**What is expected**
Look through the listing and report every line that has "bool" in it.

-------

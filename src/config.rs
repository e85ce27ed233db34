//! Configuration types for RelayQ.
//!
//! A dispatcher needs very little configuration: a name used in logs and
//! thread names, how often a graceful join polls the queue, and how the
//! process-wide logger should be set up.

use crate::error::{DispatchError, DispatchResult};
use serde::{Deserialize, Serialize};
use std::time::Duration;

/// Main configuration for a [`QueuedDispatcher`](crate::QueuedDispatcher).
///
/// # Examples
///
/// ```rust
/// use relayq::config::DispatcherConfig;
///
/// let config = DispatcherConfig::default()
///     .with_name("audit-log")
///     .with_drain_poll_interval(5);
///
/// assert!(config.validate().is_ok());
/// ```
#[derive(Debug, Clone, Serialize, Deserialize)]
#[serde(default)]
pub struct DispatcherConfig {
    /// Name used for the worker thread and in log fields
    pub name: String,

    /// Poll interval used by graceful joins that don't pass their own (in milliseconds)
    pub drain_poll_interval_ms: u64,

    /// Stack size for the dispatcher thread (None = platform default)
    pub thread_stack_size: Option<usize>,

    /// Logging configuration
    pub logging: LoggingConfig,
}

impl Default for DispatcherConfig {
    fn default() -> Self {
        Self {
            name: "relayq".to_string(),
            drain_poll_interval_ms: 1,
            thread_stack_size: None,
            logging: LoggingConfig::default(),
        }
    }
}

impl DispatcherConfig {
    /// Create a new configuration optimized for development.
    pub fn development() -> Self {
        Self {
            logging: LoggingConfig {
                level: LogLevel::Debug,
                include_targets: true,
                ..Default::default()
            },
            ..Default::default()
        }
    }

    /// Create a configuration for testing.
    pub fn testing() -> Self {
        Self {
            name: "relayq-test".to_string(),
            drain_poll_interval_ms: 1,
            thread_stack_size: None,
            logging: LoggingConfig {
                level: LogLevel::Debug,
                colored: false,
                include_timestamps: false,
                include_targets: true,
                ..Default::default()
            },
        }
    }

    /// Load a configuration from a JSON document. Missing fields take their
    /// default values.
    pub fn from_json(json: &str) -> DispatchResult<Self> {
        let config: Self = serde_json::from_str(json)?;
        config
            .validate()
            .map_err(|errors| DispatchError::config(errors.join("; ")))?;
        Ok(config)
    }

    /// Set the dispatcher name.
    pub fn with_name(mut self, name: impl Into<String>) -> Self {
        self.name = name.into();
        self
    }

    /// Set the drain poll interval.
    pub fn with_drain_poll_interval(mut self, interval_ms: u64) -> Self {
        self.drain_poll_interval_ms = interval_ms;
        self
    }

    /// Set the dispatcher thread stack size.
    pub fn with_stack_size(mut self, bytes: usize) -> Self {
        self.thread_stack_size = Some(bytes);
        self
    }

    /// Set the logging configuration.
    pub fn with_logging(mut self, logging: LoggingConfig) -> Self {
        self.logging = logging;
        self
    }

    /// The drain poll interval as a [`Duration`].
    pub fn drain_poll_interval(&self) -> Duration {
        self.drain_poll_interval_ms.millis()
    }

    /// Validate the configuration and return any errors.
    pub fn validate(&self) -> Result<(), Vec<String>> {
        let mut errors = Vec::new();

        if self.name.trim().is_empty() {
            errors.push("Dispatcher name must not be empty".to_string());
        }

        if self.name.contains('\0') {
            errors.push("Dispatcher name must not contain NUL bytes".to_string());
        }

        if self.drain_poll_interval_ms == 0 {
            errors.push("Drain poll interval must be greater than 0".to_string());
        }

        if let Some(size) = self.thread_stack_size {
            if size < 16 * 1024 {
                errors.push("Thread stack size should be at least 16 KiB".to_string());
            }
        }

        if errors.is_empty() {
            Ok(())
        } else {
            Err(errors)
        }
    }
}

/// Logging configuration.
#[derive(Debug, Clone, Serialize, Deserialize)]
#[serde(default)]
pub struct LoggingConfig {
    /// Log level filter
    pub level: LogLevel,

    /// Enable structured JSON logging
    pub json_format: bool,

    /// Enable colored output (ignored if json_format is true)
    pub colored: bool,

    /// Include timestamps in logs
    pub include_timestamps: bool,

    /// Include target module in logs
    pub include_targets: bool,
}

impl Default for LoggingConfig {
    fn default() -> Self {
        Self {
            level: LogLevel::Info,
            json_format: false,
            colored: true,
            include_timestamps: true,
            include_targets: false,
        }
    }
}

impl LoggingConfig {
    /// Install a global `tracing` subscriber built from this configuration.
    ///
    /// Fails if a global subscriber was already set.
    pub fn init(&self) -> DispatchResult<()> {
        let level: tracing::Level = self.level.into();
        let builder = tracing_subscriber::fmt()
            .with_max_level(level)
            .with_target(self.include_targets);

        let result = match (self.json_format, self.include_timestamps) {
            (true, true) => builder.json().try_init(),
            (true, false) => builder.json().without_time().try_init(),
            (false, true) => builder.with_ansi(self.colored).try_init(),
            (false, false) => builder.with_ansi(self.colored).without_time().try_init(),
        };

        result.map_err(|e| DispatchError::config(format!("Failed to install logger: {e}")))
    }
}

/// Log level enumeration.
#[derive(Debug, Clone, Copy, PartialEq, Eq, Serialize, Deserialize)]
pub enum LogLevel {
    /// Trace level
    Trace,
    /// Debug level
    Debug,
    /// Info level
    Info,
    /// Warn level
    Warn,
    /// Error level
    Error,
}

impl From<LogLevel> for tracing::Level {
    fn from(level: LogLevel) -> Self {
        match level {
            LogLevel::Trace => tracing::Level::TRACE,
            LogLevel::Debug => tracing::Level::DEBUG,
            LogLevel::Info => tracing::Level::INFO,
            LogLevel::Warn => tracing::Level::WARN,
            LogLevel::Error => tracing::Level::ERROR,
        }
    }
}

/// Helper trait for converting durations in configuration.
pub trait DurationExt {
    /// Convert milliseconds to Duration
    fn millis(self) -> Duration;
}

impl DurationExt for u64 {
    fn millis(self) -> Duration {
        Duration::from_millis(self)
    }
}

#[cfg(test)]
mod tests {
    use super::*;

    #[test]
    fn test_default_config() {
        let config = DispatcherConfig::default();
        assert_eq!(config.name, "relayq");
        assert_eq!(config.drain_poll_interval(), Duration::from_millis(1));
        assert!(config.validate().is_ok());
    }

    #[test]
    fn test_presets() {
        let dev = DispatcherConfig::development();
        assert_eq!(dev.logging.level, LogLevel::Debug);
        assert!(dev.validate().is_ok());

        let testing = DispatcherConfig::testing();
        assert_eq!(testing.name, "relayq-test");
        assert!(!testing.logging.colored);
        assert!(testing.validate().is_ok());
    }

    #[test]
    fn test_config_validation() {
        let mut config = DispatcherConfig::default();

        config.drain_poll_interval_ms = 0;
        let errors = config.validate().unwrap_err();
        assert!(errors.iter().any(|e| e.contains("poll interval")));

        config.drain_poll_interval_ms = 1;
        config.name = "  ".to_string();
        assert!(config.validate().is_err());

        config.name = "ok".to_string();
        config.thread_stack_size = Some(1024);
        let errors = config.validate().unwrap_err();
        assert!(errors.iter().any(|e| e.contains("stack size")));
    }

    #[test]
    fn test_builders() {
        let config = DispatcherConfig::default()
            .with_name("ingest")
            .with_drain_poll_interval(10)
            .with_stack_size(256 * 1024);

        assert_eq!(config.name, "ingest");
        assert_eq!(config.drain_poll_interval_ms, 10);
        assert_eq!(config.thread_stack_size, Some(256 * 1024));
    }

    #[test]
    fn test_from_json() {
        let config =
            DispatcherConfig::from_json(r#"{"name":"jobs","drain_poll_interval_ms":20}"#).unwrap();
        assert_eq!(config.name, "jobs");
        assert_eq!(config.drain_poll_interval_ms, 20);
        assert_eq!(config.logging.level, LogLevel::Info);

        let invalid = DispatcherConfig::from_json(r#"{"drain_poll_interval_ms":0}"#);
        assert!(matches!(invalid, Err(DispatchError::ConfigError { .. })));

        let malformed = DispatcherConfig::from_json("{not json");
        assert!(matches!(
            malformed,
            Err(DispatchError::SerializationError(_))
        ));
    }

    #[test]
    fn test_duration_ext() {
        assert_eq!(1500u64.millis(), Duration::from_millis(1500));
    }
}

-------

**Answer box**
    pub json_format: bool,
    pub colored: bool,
    pub include_timestamps: bool,
    pub include_targets: bool,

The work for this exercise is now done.